Evaluating HTTP Commander
This week we have evaluated the HTTP Commander (HTTP Commander) product by Element-IT product as a solution to a web-based file manager project. Our evaluation found many things to like about this product including the ability to use Active Directory authentication. Via impersonation, the application also honors NTFS permissions on remote file shares. This item was what really sells HTTP Commander as the right solution in our case.
During our testing, we ran across an interesting problem. When using HTTP Commander as a less privileged user, we could navigate to folders that we should not be able to on remote folders. Now, we were denied access to download files, but being able to navigate folders you don’t have rights to seemed wrong. A quick email to Element-IT support and we began troubleshooting the issue with them.
After a few remote sessions of troubleshooting, we arrived at a point where the application was indeed doing what it was supposed. The problem was that Windows was granting access when it should not. Thanks be to God for a good nights sleep and some time to dig. The solution was found.
The Solution – Access-Based Enumeration
When creating file shares on a Windows 2008 R2 Server, you will most likely be doing so via the File Server role. In this file server role, there is a file share management console used for creating and managing file shares. In this tool, there is a setting that is off by default that is labeled “Enable access-based enumeration“.
Access-based enumeration displays only the files and folders that a user has permissions to access. If a user does not have Read (or equivalent) permissions for a folder, Windows hides the folder from the user’s view. This feature is active only when viewing files and folders in a shared folder; it is not active when viewing files and folders in the local file system.
Reading this description makes perfect sense. The funny thing is that this setting is not turned on by default. Is there a reason why administrators would not want to default to this setting so that users don’t see things they do not have access too?
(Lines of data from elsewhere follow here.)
//! Login sessions
//!
//! Two layers: the per-request session carried by the web framework
//! (`RequestSession`), and the shared session record kept in the cache
//! under `session:<actor>` so other services can see who is logged in.

use crate::cache::ResilientConnector;
use crate::error::{ApiError, Result};
use crate::telemetry::Telemetry;
use chrono::{DateTime, Utc};
use serde::{Deserialize, Serialize};
use std::collections::HashMap;
use std::sync::Mutex;
use std::time::Duration;

/// Request-session key holding the authenticated actor
pub const USER_ID_KEY: &str = "user_id";

/// Shared session record stored in the cache
#[derive(Debug, Clone, PartialEq, Serialize, Deserialize)]
pub struct SessionRecord {
    pub actor_id: String,
    pub login_time: DateTime<Utc>,
}

/// Cache key for an actor's session record
pub fn session_key(actor_id: &str) -> String {
    format!("session:{}", actor_id)
}

/// Writes and removes shared session records
///
/// `open` and `close` never fail: a cache outage must not block a login
/// or logout, so failures are logged as warnings and counted.
#[derive(Clone)]
pub struct SessionRegistry {
    connector: ResilientConnector,
    ttl: Duration,
    telemetry: Telemetry,
}

impl SessionRegistry {
    pub fn new(connector: ResilientConnector, ttl: Duration, telemetry: Telemetry) -> Self {
        Self {
            connector,
            ttl,
            telemetry,
        }
    }

    pub fn ttl(&self) -> Duration {
        self.ttl
    }

    pub async fn open(&self, actor_id: &str) {
        if let Err(e) = self.try_open(actor_id).await {
            tracing::warn!(actor = actor_id, error = %e, "Failed to store session");
            self.telemetry.sink_error("session");
        }
    }

    pub async fn try_open(&self, actor_id: &str) -> Result<()> {
        let record = SessionRecord {
            actor_id: actor_id.to_string(),
            login_time: Utc::now(),
        };
        let value = serde_json::to_string(&record)?;

        let mut conn = self.connector.connect().await?;
        conn.set_with_expiry(&session_key(actor_id), &value, self.ttl)
            .await
    }

    pub async fn close(&self, actor_id: &str) {
        if let Err(e) = self.try_close(actor_id).await {
            tracing::warn!(actor = actor_id, error = %e, "Failed to remove session");
            self.telemetry.sink_error("session");
        }
    }

    pub async fn try_close(&self, actor_id: &str) -> Result<()> {
        let mut conn = self.connector.connect().await?;
        conn.delete(&session_key(actor_id)).await
    }

    /// The live session record for an actor, if any
    pub async fn lookup(&self, actor_id: &str) -> Result<Option<SessionRecord>> {
        let mut conn = self.connector.connect().await?;
        let Some(value) = conn.get(&session_key(actor_id)).await? else {
            return Ok(None);
        };
        Ok(Some(serde_json::from_str(&value)?))
    }
}

/// Key-value session scoped to the current request
pub trait RequestSession: Send + Sync {
    fn get(&self, key: &str) -> Option<String>;
    fn set(&self, key: &str, value: String);
    fn remove(&self, key: &str) -> Option<String>;
    fn clear(&self);
}

/// In-process request session
#[derive(Debug, Default)]
pub struct MemorySession {
    values: Mutex<HashMap<String, String>>,
}

impl MemorySession {
    pub fn new() -> Self {
        Self::default()
    }

    /// A session that already carries an authenticated actor
    pub fn logged_in(actor_id: &str) -> Self {
        let session = Self::new();
        session.set(USER_ID_KEY, actor_id.to_string());
        session
    }
}

impl RequestSession for MemorySession {
    fn get(&self, key: &str) -> Option<String> {
        self.values.lock().ok()?.get(key).cloned()
    }

    fn set(&self, key: &str, value: String) {
        if let Ok(mut values) = self.values.lock() {
            values.insert(key.to_string(), value);
        }
    }

    fn remove(&self, key: &str) -> Option<String> {
        self.values.lock().ok()?.remove(key)
    }

    fn clear(&self) {
        if let Ok(mut values) = self.values.lock() {
            values.clear();
        }
    }
}

/// The authenticated actor, or `Unauthorized`
pub fn require_login(session: &dyn RequestSession) -> std::result::Result<String, ApiError> {
    session
        .get(USER_ID_KEY)
        .ok_or_else(|| ApiError::Unauthorized("Login required".to_string()))
}
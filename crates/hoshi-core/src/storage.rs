//! Persistent key-value storage seam.
//!
//! Values are stored as JSON text under string keys, the same contract as
//! `gloo-storage`'s `LocalStorage`. In the browser this is
//! `window.localStorage`; tests and native callers use [`MemoryStore`]. Every
//! method may fail (storage disabled, quota exceeded), and callers are
//! expected to degrade rather than propagate.

use std::cell::RefCell;
use std::collections::HashMap;

use serde::de::DeserializeOwned;
use serde::Serialize;
use thiserror::Error;

#[derive(Debug, Error)]
pub enum StorageError {
    #[error("storage unavailable: {0}")]
    Unavailable(String),

    #[error("storage quota exceeded: {0}")]
    Quota(String),

    /// The stored text is not the JSON shape asked for.
    #[error("json error: {0}")]
    Json(#[from] serde_json::Error),
}

/// A synchronous JSON key-value store with interior mutability.
pub trait KeyValueStore {
    /// Decode the value under `key`, `None` if nothing is stored there.
    fn load<T: DeserializeOwned>(&self, key: &str) -> Result<Option<T>, StorageError>;
    fn save<T: Serialize>(&self, key: &str, value: &T) -> Result<(), StorageError>;
    fn delete(&self, key: &str) -> Result<(), StorageError>;
}

/// Key written and removed to check that a backend accepts writes.
const WRITE_CHECK_KEY: &str = "__hoshi_write_check__";

/// Check that `store` accepts a write and a removal.
pub fn check_writable(store: &impl KeyValueStore) -> Result<(), StorageError> {
    store.save(WRITE_CHECK_KEY, &1)?;
    store.delete(WRITE_CHECK_KEY)
}

/// In-memory store holding JSON text, optionally failing every call.
#[derive(Debug, Default)]
pub struct MemoryStore {
    items: RefCell<HashMap<String, String>>,
    failing: bool,
}

impl MemoryStore {
    pub fn new() -> Self {
        Self::default()
    }

    /// A store whose every call fails, like a disabled `localStorage`.
    pub fn failing() -> Self {
        Self {
            items: RefCell::default(),
            failing: true,
        }
    }

    /// Seed `key` with raw text, bypassing failure injection.
    pub fn with_item(self, key: &str, value: &str) -> Self {
        self.items
            .borrow_mut()
            .insert(key.to_string(), value.to_string());
        self
    }

    /// Raw stored text, bypassing failure injection.
    pub fn raw(&self, key: &str) -> Option<String> {
        self.items.borrow().get(key).cloned()
    }

    fn check(&self) -> Result<(), StorageError> {
        if self.failing {
            Err(StorageError::Unavailable("storage disabled".into()))
        } else {
            Ok(())
        }
    }
}

impl KeyValueStore for MemoryStore {
    fn load<T: DeserializeOwned>(&self, key: &str) -> Result<Option<T>, StorageError> {
        self.check()?;
        match self.items.borrow().get(key) {
            Some(text) => Ok(Some(serde_json::from_str(text)?)),
            None => Ok(None),
        }
    }

    fn save<T: Serialize>(&self, key: &str, value: &T) -> Result<(), StorageError> {
        self.check()?;
        let text = serde_json::to_string(value)?;
        self.items.borrow_mut().insert(key.to_string(), text);
        Ok(())
    }

    fn delete(&self, key: &str) -> Result<(), StorageError> {
        self.check()?;
        self.items.borrow_mut().remove(key);
        Ok(())
    }
}

impl<S: KeyValueStore> KeyValueStore for std::rc::Rc<S> {
    fn load<T: DeserializeOwned>(&self, key: &str) -> Result<Option<T>, StorageError> {
        (**self).load(key)
    }

    fn save<T: Serialize>(&self, key: &str, value: &T) -> Result<(), StorageError> {
        (**self).save(key, value)
    }

    fn delete(&self, key: &str) -> Result<(), StorageError> {
        (**self).delete(key)
    }
}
Thankfully, for us this allows us to move forward with final evaluation of HTTP Commander and the potential purchase and implementation. As an aside, I was extremely pleased with the remote support offered by Element-IT and Sergey. Twice I ended a remote support session suggesting it was probably something on our end and I would let them know if we found the problem. On both occasions, I arrived at the office with an email in my inbox from Sergey with another idea and offer to do another support session. Keep in mind that this level of support was all offered prior to our purchase of the product. Kudos to Sergey and the team!